(Brief): Produce a perfect copy of the listing, matching each line.

(Input records):

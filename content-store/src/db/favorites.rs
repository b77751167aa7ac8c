/// Favorite database operations
use crate::error::Result;
use crate::models::Favorite;
use sqlx::PgPool;
use uuid::Uuid;

/// Add a post to a user's favorites (idempotent - repeated adds return
/// the existing row)
pub async fn add_favorite(pool: &PgPool, user_id: Uuid, post_id: Uuid) -> Result<Favorite> {
    let favorite = sqlx::query_as::<_, Favorite>(
        r#"
        INSERT INTO favorites (id, user_id, post_id, created_at)
        VALUES (uuid_generate_v4(), $1, $2, NOW())
        ON CONFLICT (user_id, post_id) DO UPDATE
        SET user_id = EXCLUDED.user_id
        RETURNING *
        "#,
    )
    .bind(user_id)
    .bind(post_id)
    .fetch_one(pool)
    .await?;

    Ok(favorite)
}

/// Remove a favorite (idempotent - returns whether a row was removed)
pub async fn remove_favorite(pool: &PgPool, user_id: Uuid, post_id: Uuid) -> Result<bool> {
    let result = sqlx::query("DELETE FROM favorites WHERE user_id = $1 AND post_id = $2")
        .bind(user_id)
        .bind(post_id)
        .execute(pool)
        .await?;

    Ok(result.rows_affected() > 0)
}

/// Check if a user has favorited a post
pub async fn has_favorited(pool: &PgPool, user_id: Uuid, post_id: Uuid) -> Result<bool> {
    let exists: bool = sqlx::query_scalar(
        r#"
        SELECT EXISTS(
            SELECT 1 FROM favorites
            WHERE user_id = $1 AND post_id = $2
        )
        "#,
    )
    .bind(user_id)
    .bind(post_id)
    .fetch_one(pool)
    .await?;

    Ok(exists)
}

/// Get paginated favorites for a user, newest first
pub async fn get_user_favorites(
    pool: &PgPool,
    user_id: Uuid,
    limit: i64,
    offset: i64,
) -> Result<Vec<Favorite>> {
    let favorites = sqlx::query_as::<_, Favorite>(
        r#"
        SELECT * FROM favorites
        WHERE user_id = $1
        ORDER BY created_at DESC
        LIMIT $2 OFFSET $3
        "#,
    )
    .bind(user_id)
    .bind(limit)
    .bind(offset)
    .fetch_all(pool)
    .await?;

    Ok(favorites)
}

/// Get favorite count for a post
pub async fn count_favorites_by_post(pool: &PgPool, post_id: Uuid) -> Result<i64> {
    let count: i64 = sqlx::query_scalar("SELECT COUNT(*) FROM favorites WHERE post_id = $1")
        .bind(post_id)
        .fetch_one(pool)
        .await?;

    Ok(count)
}
use chrono::{DateTime, Utc};
use serde::{Deserialize, Serialize};
use uuid::Uuid;

/// Character entity - fan-content reference catalog
#[derive(Debug, Clone, Serialize, Deserialize, sqlx::FromRow)]
pub struct Character {
    pub id: Uuid,
    pub name: String,
    pub description: String,
    pub homeworld: String,
    pub species: String,
}

/// Join row linking a user to a favorited character
#[derive(Debug, Clone, Serialize, Deserialize, sqlx::FromRow)]
pub struct CharacterFavorite {
    pub id: Uuid,
    pub user_id: Uuid,
    pub character_id: Uuid,
    pub created_at: DateTime<Utc>,
}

(Answer to the problem):
filename content-store/src/db/favorites.rs
repository b77751167aa7ac8c
/// Favorite database operations
use crate::error::Result;
use crate::models::Favorite;
use sqlx::PgPool;
use uuid::Uuid;

/// Add a post to a user's favorites (idempotent - repeated adds return
/// the existing row)
pub async fn add_favorite(pool: &PgPool, user_id: Uuid, post_id: Uuid) -> Result<Favorite> {
    let favorite = sqlx::query_as::<_, Favorite>(
        r#"
        INSERT INTO favorites (id, user_id, post_id, created_at)
        VALUES (uuid_generate_v4(), $1, $2, NOW())
        ON CONFLICT (user_id, post_id) DO UPDATE
        SET user_id = EXCLUDED.user_id
        RETURNING *
        "#,
    )
    .bind(user_id)
    .bind(post_id)
    .fetch_one(pool)
    .await?;

    Ok(favorite)
}

/// Remove a favorite (idempotent - returns whether a row was removed)
pub async fn remove_favorite(pool: &PgPool, user_id: Uuid, post_id: Uuid) -> Result<bool> {
    let result = sqlx::query("DELETE FROM favorites WHERE user_id = $1 AND post_id = $2")
        .bind(user_id)
        .bind(post_id)
        .execute(pool)
        .await?;

    Ok(result.rows_affected() > 0)
}

/// Check if a user has favorited a post
pub async fn has_favorited(pool: &PgPool, user_id: Uuid, post_id: Uuid) -> Result<bool> {
    let exists: bool = sqlx::query_scalar(
        r#"
        SELECT EXISTS(
            SELECT 1 FROM favorites
            WHERE user_id = $1 AND post_id = $2
        )
        "#,
    )
    .bind(user_id)
    .bind(post_id)
    .fetch_one(pool)
    .await?;

    Ok(exists)
}

/// Get paginated favorites for a user, newest first
pub async fn get_user_favorites(
    pool: &PgPool,
    user_id: Uuid,
    limit: i64,
    offset: i64,
) -> Result<Vec<Favorite>> {
    let favorites = sqlx::query_as::<_, Favorite>(
        r#"
        SELECT * FROM favorites
        WHERE user_id = $1
        ORDER BY created_at DESC
        LIMIT $2 OFFSET $3
        "#,
    )
    .bind(user_id)
    .bind(limit)
    .bind(offset)
    .fetch_all(pool)
    .await?;

    Ok(favorites)
}

/// Get favorite count for a post
pub async fn count_favorites_by_post(pool: &PgPool, post_id: Uuid) -> Result<i64> {
    let count: i64 = sqlx::query_scalar("SELECT COUNT(*) FROM favorites WHERE post_id = $1")
        .bind(post_id)
        .fetch_one(pool)
        .await?;

    Ok(count)
}
use chrono::{DateTime, Utc};
use serde::{Deserialize, Serialize};
use uuid::Uuid;

/// Character entity - fan-content reference catalog
#[derive(Debug, Clone, Serialize, Deserialize, sqlx::FromRow)]
pub struct Character {
    pub id: Uuid,
    pub name: String,
    pub description: String,
    pub homeworld: String,
    pub species: String,
}

/// Join row linking a user to a favorited character
#[derive(Debug, Clone, Serialize, Deserialize, sqlx::FromRow)]
pub struct CharacterFavorite {
    pub id: Uuid,
    pub user_id: Uuid,
    pub character_id: Uuid,
    pub created_at: DateTime<Utc>,
}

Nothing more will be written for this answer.